● What you have to do
A verbatim reproduction of all the entries is needed.

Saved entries
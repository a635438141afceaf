use anyhow::{Context, Result};
use serde::Deserialize;
use std::fs;
use std::path::{Path, PathBuf};
use std::str::FromStr;

use crate::pip::{LoadOptions, RingClosure};

#[derive(Debug, Deserialize, Clone)]
pub struct Config {
    pub dataset: DatasetConfig,
    #[serde(default)]
    pub geocoder: GeocoderConfig,
    #[serde(default)]
    pub server: ServerConfig,
}

#[derive(Debug, Deserialize, Clone)]
pub struct DatasetConfig {
    /// Shapefile base name; `.shp` and `.dbf` are appended
    pub path: PathBuf,
    /// Test the last->first edge of rings that are stored open
    #[serde(default)]
    pub close_rings: bool,
}

impl DatasetConfig {
    pub fn load_options(&self) -> LoadOptions {
        LoadOptions {
            closure: if self.close_rings {
                RingClosure::Implicit
            } else {
                RingClosure::Stored
            },
        }
    }
}

#[derive(Debug, Deserialize, Clone, Copy, PartialEq, Eq, Default)]
#[serde(rename_all = "snake_case")]
pub enum GeocoderBackend {
    #[default]
    GeocoderUs,
    GoogleMaps,
}

impl FromStr for GeocoderBackend {
    type Err = String;

    fn from_str(value: &str) -> Result<Self, Self::Err> {
        match value {
            "geocoder_us" => Ok(Self::GeocoderUs),
            "google_maps" => Ok(Self::GoogleMaps),
            other => Err(format!("unknown geocoder backend: {}", other)),
        }
    }
}

#[derive(Debug, Deserialize, Clone)]
pub struct GeocoderConfig {
    #[serde(default)]
    pub backend: GeocoderBackend,
    pub api_key: Option<String>,
    pub base_url: Option<String>,
    #[serde(default = "default_timeout_secs")]
    pub timeout_secs: u64,
}

impl Default for GeocoderConfig {
    fn default() -> Self {
        Self {
            backend: GeocoderBackend::default(),
            api_key: None,
            base_url: None,
            timeout_secs: default_timeout_secs(),
        }
    }
}

fn default_timeout_secs() -> u64 {
    10
}

#[derive(Debug, Deserialize, Clone)]
pub struct ServerConfig {
    #[serde(default = "default_listen")]
    pub listen: String,
}

impl Default for ServerConfig {
    fn default() -> Self {
        Self {
            listen: default_listen(),
        }
    }
}

fn default_listen() -> String {
    "0.0.0.0:3000".to_string()
}

/// Command-line values that take precedence over the config file
#[derive(Debug, Clone, Default)]
pub struct Overrides {
    pub dataset: Option<PathBuf>,
    pub close_rings: bool,
    pub geocoder: Option<GeocoderBackend>,
    pub api_key: Option<String>,
    pub listen: Option<String>,
}

impl Config {
    /// Load `path` if given, then apply the overrides. Without a file the
    /// dataset must come from the overrides.
    pub fn resolve(path: Option<&Path>, overrides: Overrides) -> Result<Self> {
        let mut config = match path {
            Some(path) => Self::load_from_file(path)?,
            None => Config {
                dataset: DatasetConfig {
                    path: overrides
                        .dataset
                        .clone()
                        .context("either --config or --dataset is required")?,
                    close_rings: false,
                },
                geocoder: GeocoderConfig::default(),
                server: ServerConfig::default(),
            },
        };

        if let Some(path) = overrides.dataset {
            config.dataset.path = path;
        }
        if overrides.close_rings {
            config.dataset.close_rings = true;
        }
        if let Some(backend) = overrides.geocoder {
            config.geocoder.backend = backend;
        }
        if let Some(key) = overrides.api_key {
            config.geocoder.api_key = Some(key);
        }
        if let Some(listen) = overrides.listen {
            config.server.listen = listen;
        }
        Ok(config)
    }

    pub fn load_from_file<P: AsRef<Path>>(path: P) -> Result<Self> {
        let content = fs::read_to_string(path).context("Failed to read config file")?;
        Self::from_toml(&content)
    }

    pub fn from_toml(content: &str) -> Result<Self> {
        let config: Config = toml::from_str(content).context("Failed to parse config file")?;
        Ok(config)
    }
}
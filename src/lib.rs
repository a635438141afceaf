//! district-pip - congressional district lookup over census boundary files
//!
//! This library provides shared types and modules for the query and batch binaries.

pub mod census;
pub mod config;
pub mod error;
pub mod geocode;
pub mod models;
pub mod pip;

pub use error::{DatasetError, GeocodingError};
pub use models::{District, DistrictLookup, GeoPoint};
pub use pip::{BoundaryCollection, DistrictResolver};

● Answer to this exercise
repository a635438141afceaf
use anyhow::{Context, Result};
use serde::Deserialize;
use std::fs;
use std::path::{Path, PathBuf};
use std::str::FromStr;

use crate::pip::{LoadOptions, RingClosure};

#[derive(Debug, Deserialize, Clone)]
pub struct Config {
    pub dataset: DatasetConfig,
    #[serde(default)]
    pub geocoder: GeocoderConfig,
    #[serde(default)]
    pub server: ServerConfig,
}

#[derive(Debug, Deserialize, Clone)]
pub struct DatasetConfig {
    /// Shapefile base name; `.shp` and `.dbf` are appended
    pub path: PathBuf,
    /// Test the last->first edge of rings that are stored open
    #[serde(default)]
    pub close_rings: bool,
}

impl DatasetConfig {
    pub fn load_options(&self) -> LoadOptions {
        LoadOptions {
            closure: if self.close_rings {
                RingClosure::Implicit
            } else {
                RingClosure::Stored
            },
        }
    }
}

#[derive(Debug, Deserialize, Clone, Copy, PartialEq, Eq, Default)]
#[serde(rename_all = "snake_case")]
pub enum GeocoderBackend {
    #[default]
    GeocoderUs,
    GoogleMaps,
}

impl FromStr for GeocoderBackend {
    type Err = String;

    fn from_str(value: &str) -> Result<Self, Self::Err> {
        match value {
            "geocoder_us" => Ok(Self::GeocoderUs),
            "google_maps" => Ok(Self::GoogleMaps),
            other => Err(format!("unknown geocoder backend: {}", other)),
        }
    }
}

#[derive(Debug, Deserialize, Clone)]
pub struct GeocoderConfig {
    #[serde(default)]
    pub backend: GeocoderBackend,
    pub api_key: Option<String>,
    pub base_url: Option<String>,
    #[serde(default = "default_timeout_secs")]
    pub timeout_secs: u64,
}

impl Default for GeocoderConfig {
    fn default() -> Self {
        Self {
            backend: GeocoderBackend::default(),
            api_key: None,
            base_url: None,
            timeout_secs: default_timeout_secs(),
        }
    }
}

fn default_timeout_secs() -> u64 {
    10
}

#[derive(Debug, Deserialize, Clone)]
pub struct ServerConfig {
    #[serde(default = "default_listen")]
    pub listen: String,
}

impl Default for ServerConfig {
    fn default() -> Self {
        Self {
            listen: default_listen(),
        }
    }
}

fn default_listen() -> String {
    "0.0.0.0:3000".to_string()
}

/// Command-line values that take precedence over the config file
#[derive(Debug, Clone, Default)]
pub struct Overrides {
    pub dataset: Option<PathBuf>,
    pub close_rings: bool,
    pub geocoder: Option<GeocoderBackend>,
    pub api_key: Option<String>,
    pub listen: Option<String>,
}

impl Config {
    /// Load `path` if given, then apply the overrides. Without a file the
    /// dataset must come from the overrides.
    pub fn resolve(path: Option<&Path>, overrides: Overrides) -> Result<Self> {
        let mut config = match path {
            Some(path) => Self::load_from_file(path)?,
            None => Config {
                dataset: DatasetConfig {
                    path: overrides
                        .dataset
                        .clone()
                        .context("either --config or --dataset is required")?,
                    close_rings: false,
                },
                geocoder: GeocoderConfig::default(),
                server: ServerConfig::default(),
            },
        };

        if let Some(path) = overrides.dataset {
            config.dataset.path = path;
        }
        if overrides.close_rings {
            config.dataset.close_rings = true;
        }
        if let Some(backend) = overrides.geocoder {
            config.geocoder.backend = backend;
        }
        if let Some(key) = overrides.api_key {
            config.geocoder.api_key = Some(key);
        }
        if let Some(listen) = overrides.listen {
            config.server.listen = listen;
        }
        Ok(config)
    }

    pub fn load_from_file<P: AsRef<Path>>(path: P) -> Result<Self> {
        let content = fs::read_to_string(path).context("Failed to read config file")?;
        Self::from_toml(&content)
    }

    pub fn from_toml(content: &str) -> Result<Self> {
        let config: Config = toml::from_str(content).context("Failed to parse config file")?;
        Ok(config)
    }
}
filename src/lib.rs
repository a635438141afceaf
//! district-pip - congressional district lookup over census boundary files
//!
//! This library provides shared types and modules for the query and batch binaries.

pub mod census;
pub mod config;
pub mod error;
pub mod geocode;
pub mod models;
pub mod pip;

pub use error::{DatasetError, GeocodingError};
pub use models::{District, DistrictLookup, GeoPoint};
pub use pip::{BoundaryCollection, DistrictResolver};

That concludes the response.